**TASK ITEM:** Repeat exactly the lines from the first line of the records through the line containing "pub fn on_predicted_write(self)", and nothing more.

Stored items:
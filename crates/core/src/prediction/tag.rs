/// Where a unit's current value came from, from the client's point of view.
#[derive(Debug, Clone, Copy, PartialEq, Eq, Hash, Default)]
pub enum PredictionTag {
    /// Server state, shown as received.
    #[default]
    Interpolated,
    /// Written by locally simulated input since the last authoritative update.
    Predicted,
    /// A prediction the latest authoritative update agreed with.
    Confirmed,
    /// A prediction the latest authoritative update contradicted.
    Cancelled,
}

impl PredictionTag {
    pub fn on_predicted_write(self) -> Self {
        Self::Predicted
    }

    /// Resolves the tag against a fresh authoritative update. Only predicted
    /// units resolve; everything else falls back to interpolated.
    pub fn on_authoritative(self, confirmed: bool) -> Self {
        match (self, confirmed) {
            (Self::Predicted, true) => Self::Confirmed,
            (Self::Predicted, false) => Self::Cancelled,
            _ => Self::Interpolated,
        }
    }

    pub fn reset(self) -> Self {
        Self::Interpolated
    }
}

/// Pending structural change of a predicted unit.
#[derive(Debug, Clone, Copy, PartialEq, Eq, Hash, Default)]
pub enum Lifecycle {
    #[default]
    Steady,
    /// Spawned by local prediction, not yet confirmed by the server.
    Added,
    /// Despawned by local prediction, still present on the server.
    Removed,
}

#[derive(Debug, Clone, Copy, PartialEq, Eq, Default)]
pub struct UnitState {
    pub tag: PredictionTag,
    pub lifecycle: Lifecycle,
}
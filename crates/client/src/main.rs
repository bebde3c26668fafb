mod bot;

use std::net::SocketAddr;
use std::thread;
use std::time::{Duration, Instant};

use clap::Parser;

use bot::{BotClient, BotConfig};

#[derive(Parser)]
#[command(name = "tessera-client")]
#[command(about = "Headless bot client for the tessera arena server")]
struct Args {
    #[arg(
        short,
        long,
        default_value = "127.0.0.1:27016",
        help = "Server address to connect to"
    )]
    server: String,

    #[arg(long, help = "Disconnect after this many seconds")]
    duration: Option<u64>,

    #[arg(long, default_value_t = 30, help = "Ticks between hitscan shots, 0 to never fire")]
    fire_every: u32,

    #[arg(long, default_value_t = 90, help = "Ticks between thrown projectiles, 0 to never throw")]
    throw_every: u32,
}

fn main() -> anyhow::Result<()> {
    env_logger::Builder::from_env(env_logger::Env::default().default_filter_or("info")).init();

    let args = Args::parse();
    let server_addr: SocketAddr = args.server.parse()?;
    let config = BotConfig {
        fire_every: args.fire_every,
        throw_every: args.throw_every,
        ..Default::default()
    };

    let mut client = BotClient::new(config)?;
    client.connect(server_addr)?;

    let deadline = args.duration.map(|secs| Instant::now() + Duration::from_secs(secs));
    let mut last_frame = Instant::now();
    while client.is_running() {
        if deadline.is_some_and(|d| Instant::now() >= d) {
            log::info!("Run time elapsed");
            break;
        }
        let now = Instant::now();
        let dt = (now - last_frame).as_secs_f32();
        last_frame = now;

        client.update(dt)?;
        thread::sleep(Duration::from_millis(1));
    }

    client.disconnect();
    Ok(())
}
pub type Tick = u32;

const WRAP_THRESHOLD: u32 = u32::MAX / 2;

/// Wrapping "newer than" comparison shared by ticks and packet sequences.
#[inline]
pub fn wrapping_greater_than(a: u32, b: u32) -> bool {
    ((a > b) && (a - b <= WRAP_THRESHOLD)) || ((a < b) && (b - a > WRAP_THRESHOLD))
}

#[inline]
pub fn tick_greater_than(a: Tick, b: Tick) -> bool {
    wrapping_greater_than(a, b)
}

#[inline]
pub fn tick_at_least(a: Tick, b: Tick) -> bool {
    a == b || tick_greater_than(a, b)
}

/// Ticks elapsed from `older` to `newer`, zero when `older` is not actually older.
#[inline]
pub fn ticks_since(older: Tick, newer: Tick) -> u32 {
    if tick_greater_than(newer, older) {
        newer.wrapping_sub(older)
    } else {
        0
    }
}

#[cfg(test)]
mod tests {
    use super::*;

    #[test]
    fn test_wrapping_comparison() {
        assert!(tick_greater_than(2, 1));
        assert!(!tick_greater_than(1, 2));
        assert!(tick_greater_than(0, u32::MAX));
        assert!(!tick_greater_than(u32::MAX, 0));
        assert!(!tick_greater_than(7, 7));
    }

    #[test]
    fn test_ticks_since_wraps() {
        assert_eq!(ticks_since(100, 150), 50);
        assert_eq!(ticks_since(u32::MAX - 1, 3), 5);
        assert_eq!(ticks_since(150, 100), 0);
    }
}
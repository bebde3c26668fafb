use std::collections::{BTreeMap, HashMap};
use std::sync::Arc;

use glam::Vec3;
use log::{debug, info, warn};

use crate::error::{IdError, StoreError};
use crate::id::{ClientId, IdAllocator, NetworkId, OwnerTag, PlayerId};
use crate::interest::{Aabb, InterestManager, RelevanceHook, SpatialIndex, UpdateExtras};
use crate::lagcomp::{ColliderFrame, FireQuery, HitOutcome, LagCompensator, ProjectileSpawn};
use crate::net::{DeliveryOutcome, InboundQueue, InputAck, InputCommand, UpdateFragment, UpdateKind, fragment};
use crate::schema::ComponentRegistry;
use crate::store::{CommitSummary, StateStore};
use crate::tick::{Tick, tick_at_least, tick_greater_than};
use crate::world::ComponentSource;

use super::config::ServerConfig;

#[derive(Debug, Clone)]
struct QueuedInput {
    input: InputCommand,
    arrived: Tick,
}

/// An update still waiting for all of its fragments to be acknowledged.
#[derive(Debug, Clone)]
struct Flight {
    outstanding: usize,
    rejections: Vec<NetworkId>,
}

#[derive(Debug)]
struct ClientSlot {
    player: PlayerId,
    spawns: IdAllocator,
    inputs: InboundQueue<QueuedInput>,
    newest_input: Option<Tick>,
    last_consumed: Option<InputAck>,
    pending_rejections: Vec<NetworkId>,
    flights: BTreeMap<u32, Flight>,
}

/// One client's update for this tick, already split for the wire.
#[derive(Debug, Clone)]
pub struct OutboundUpdate {
    pub client: ClientId,
    pub update_seq: u32,
    pub kind: UpdateKind,
    pub fragments: Vec<UpdateFragment>,
}

/// Server-side tick pipeline: stage, commit, pack, track delivery.
#[derive(Debug)]
pub struct ServerReplicator {
    config: ServerConfig,
    registry: Arc<ComponentRegistry>,
    store: StateStore,
    interest: InterestManager,
    lag_comp: LagCompensator,
    clients: BTreeMap<ClientId, ClientSlot>,
    ledger: HashMap<(ClientId, u32), u32>,
    tick: Tick,
}

impl ServerReplicator {
    pub fn new(registry: Arc<ComponentRegistry>, config: ServerConfig) -> Self {
        Self {
            store: StateStore::new(Arc::clone(&registry), &config.store),
            interest: InterestManager::new(Arc::clone(&registry), config.interest.clone()),
            lag_comp: LagCompensator::new(config.lag_comp.clone()),
            clients: BTreeMap::new(),
            ledger: HashMap::new(),
            tick: 0,
            registry,
            config,
        }
    }

    pub fn config(&self) -> &ServerConfig {
        &self.config
    }

    pub fn registry(&self) -> &Arc<ComponentRegistry> {
        &self.registry
    }

    pub fn store(&self) -> &StateStore {
        &self.store
    }

    pub fn interest(&self) -> &InterestManager {
        &self.interest
    }

    pub fn lag_compensator(&self) -> &LagCompensator {
        &self.lag_comp
    }

    pub fn tick(&self) -> Tick {
        self.tick
    }

    pub fn add_client(&mut self, client: ClientId, player: PlayerId, volume: Option<Aabb>) -> Result<(), IdError> {
        let owner = OwnerTag::player(player)?;
        self.clients.insert(
            client,
            ClientSlot {
                player,
                spawns: IdAllocator::new(owner),
                inputs: InboundQueue::new(self.config.input_queue_capacity),
                newest_input: None,
                last_consumed: None,
                pending_rejections: Vec::new(),
                flights: BTreeMap::new(),
            },
        );
        self.interest.add_client(client, volume, self.tick);
        info!("{client} joined as player {player}");
        Ok(())
    }

    pub fn remove_client(&mut self, client: ClientId) -> bool {
        self.ledger.retain(|(c, _), _| *c != client);
        self.interest.remove_client(client);
        self.clients.remove(&client).is_some()
    }

    pub fn player_of(&self, client: ClientId) -> Option<PlayerId> {
        self.clients.get(&client).map(|slot| slot.player)
    }

    pub fn set_volume(&mut self, client: ClientId, volume: Option<Aabb>) {
        self.interest.set_volume(client, volume);
    }

    /// The client lost its baseline; it gets a full update next tick.
    pub fn request_resync(&mut self, client: ClientId, last_good_tick: Option<Tick>) {
        warn!("{client} requested a resync (last good tick {last_good_tick:?})");
        self.interest.request_full(client);
    }

    /// Queues an input until the tick it was predicted for. Repeats of
    /// already queued or consumed ticks are dropped.
    pub fn queue_input(&mut self, client: ClientId, input: InputCommand) -> bool {
        let now = self.tick;
        let Some(slot) = self.clients.get_mut(&client) else {
            return false;
        };
        if slot
            .newest_input
            .is_some_and(|newest| !tick_greater_than(input.predicted_tick, newest))
        {
            return false;
        }
        slot.newest_input = Some(input.predicted_tick);
        slot.inputs.push(QueuedInput {
            input,
            arrived: now,
        });
        true
    }

    /// Takes every queued input due at or before `tick`, oldest first. Each
    /// consumed input records how long it waited for the next update's ack.
    pub fn take_inputs(&mut self, tick: Tick) -> Vec<(ClientId, InputCommand)> {
        let mut due = Vec::new();
        for (&client, slot) in self.clients.iter_mut() {
            for queued in slot
                .inputs
                .drain_where(|q| tick_at_least(tick, q.input.predicted_tick))
            {
                let waited = queued.input.predicted_tick.wrapping_sub(queued.arrived) as i32;
                slot.last_consumed = Some(InputAck {
                    tick: queued.input.predicted_tick,
                    age: waited.clamp(i16::MIN as i32, i16::MAX as i32) as i16,
                });
                due.push((client, queued.input));
            }
        }
        due
    }

    /// Assigns the ID for a spawn requested by one of the client's inputs.
    /// The player's counter advances either way, in step with the client's
    /// prediction; a refused spawn is reported back until acknowledged.
    pub fn assign_spawn(&mut self, client: ClientId, allowed: bool) -> Option<NetworkId> {
        let slot = self.clients.get_mut(&client)?;
        let assigned = match slot.spawns.allocate() {
            Ok(id) => id,
            Err(e) => {
                warn!("{client}: cannot assign spawn id: {e}");
                return None;
            }
        };
        if allowed {
            return Some(assigned);
        }
        debug!("{client}: spawn {assigned} refused");
        let _ = slot.spawns.release(assigned);
        slot.pending_rejections.push(assigned);
        None
    }

    /// Stages every change the gameplay world reports for this tick.
    pub fn stage_world<S: ComponentSource + ?Sized>(&mut self, source: &S) -> Result<(), StoreError> {
        self.store.stage_from(source)
    }

    pub fn commit(&mut self, tick: Tick) -> Result<&CommitSummary, StoreError> {
        let summary = self.store.commit(tick)?;
        self.tick = tick;
        Ok(summary)
    }

    /// Post-physics collider states for hit adjudication.
    pub fn record_colliders(&mut self, tick: Tick, frames: impl IntoIterator<Item = (NetworkId, ColliderFrame)>) {
        self.lag_comp.record_tick(tick, frames);
    }

    pub fn forget_collider(&mut self, id: NetworkId) {
        self.lag_comp.remove(id);
    }

    pub fn hitscan(
        &self,
        shooter: NetworkId,
        input: &InputCommand,
        muzzle: Vec3,
        direction: Vec3,
        max_distance: f32,
    ) -> Option<HitOutcome> {
        self.lag_comp
            .hitscan(&FireQuery::from_input(shooter, input, muzzle, direction, max_distance))
    }

    pub fn spawn_projectile(
        &self,
        shooter: NetworkId,
        input: &InputCommand,
        muzzle: Vec3,
        direction: Vec3,
        first_step: f32,
    ) -> Option<ProjectileSpawn> {
        self.lag_comp
            .spawn_point(&FireQuery::from_input(shooter, input, muzzle, direction, first_step))
    }

    /// Runs the interest pass for the committed tick and splits each update
    /// into wire fragments.
    pub fn build_updates(
        &mut self,
        spatial: &(dyn SpatialIndex + Sync),
        hook: &(dyn RelevanceHook + Sync),
    ) -> Vec<OutboundUpdate> {
        let extras: BTreeMap<ClientId, UpdateExtras> = self
            .clients
            .iter()
            .map(|(&client, slot)| {
                (
                    client,
                    UpdateExtras {
                        input_ack: slot.last_consumed,
                        spawn_rejections: slot.pending_rejections.clone(),
                    },
                )
            })
            .collect();

        let packed = self
            .interest
            .build_updates(self.tick, &self.store, spatial, hook, &extras);

        let mut outbound = Vec::with_capacity(packed.len());
        for update in packed {
            let fragments = match fragment::split(update.update_seq, update.tick, &update.body) {
                Ok(fragments) => fragments,
                Err(e) => {
                    warn!("{}: dropping update {}: {e}", update.client, update.update_seq);
                    self.interest.on_delivery(
                        update.client,
                        update.update_seq,
                        DeliveryOutcome::Lost,
                        self.tick,
                        &self.store,
                    );
                    continue;
                }
            };
            if let Some(slot) = self.clients.get_mut(&update.client) {
                let rejections = extras
                    .get(&update.client)
                    .map(|e| e.spawn_rejections.clone())
                    .unwrap_or_default();
                slot.flights.insert(
                    update.update_seq,
                    Flight {
                        outstanding: fragments.len(),
                        rejections,
                    },
                );
            }
            outbound.push(OutboundUpdate {
                client: update.client,
                update_seq: update.update_seq,
                kind: update.kind,
                fragments,
            });
        }
        outbound
    }

    /// Links a sent packet to the update fragment it carried.
    pub fn register_sent(&mut self, client: ClientId, update_seq: u32, packet_seq: u32) {
        self.ledger.insert((client, packet_seq), update_seq);
    }

    /// Applies the transport's verdict on one packet. An update counts as
    /// delivered once every fragment is acked and as lost on the first lost
    /// fragment.
    pub fn handle_delivery(&mut self, client: ClientId, packet_seq: u32, outcome: DeliveryOutcome) {
        let Some(update_seq) = self.ledger.remove(&(client, packet_seq)) else {
            return;
        };
        let Some(slot) = self.clients.get_mut(&client) else {
            return;
        };
        let resolved = match outcome {
            DeliveryOutcome::Lost => slot.flights.remove(&update_seq).map(|_| outcome),
            DeliveryOutcome::Acked => match slot.flights.get_mut(&update_seq) {
                Some(flight) => {
                    flight.outstanding = flight.outstanding.saturating_sub(1);
                    if flight.outstanding == 0 {
                        if let Some(flight) = slot.flights.remove(&update_seq) {
                            slot.pending_rejections
                                .retain(|id| !flight.rejections.contains(id));
                        }
                        Some(outcome)
                    } else {
                        None
                    }
                }
                None => None,
            },
        };
        if let Some(outcome) = resolved {
            debug!("{client}: update {update_seq} {outcome:?}");
            self.interest
                .on_delivery(client, update_seq, outcome, self.tick, &self.store);
        }
    }

    /// An update whose fragments could not all be handed to the socket.
    pub fn update_unsent(&mut self, client: ClientId, update_seq: u32) {
        let Some(slot) = self.clients.get_mut(&client) else {
            return;
        };
        if slot.flights.remove(&update_seq).is_some() {
            self.ledger.retain(|&(c, _), seq| c != client || *seq != update_seq);
            self.interest
                .on_delivery(client, update_seq, DeliveryOutcome::Lost, self.tick, &self.store);
        }
    }

    pub fn in_flight(&self, client: ClientId) -> usize {
        self.clients.get(&client).map_or(0, |slot| slot.flights.len())
    }
}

**RESULT OF THE TASK:**
filename crates/core/src/prediction/tag.rs
/// Where a unit's current value came from, from the client's point of view.
#[derive(Debug, Clone, Copy, PartialEq, Eq, Hash, Default)]
pub enum PredictionTag {
    /// Server state, shown as received.
    #[default]
    Interpolated,
    /// Written by locally simulated input since the last authoritative update.
    Predicted,
    /// A prediction the latest authoritative update agreed with.
    Confirmed,
    /// A prediction the latest authoritative update contradicted.
    Cancelled,
}

impl PredictionTag {
    pub fn on_predicted_write(self) -> Self {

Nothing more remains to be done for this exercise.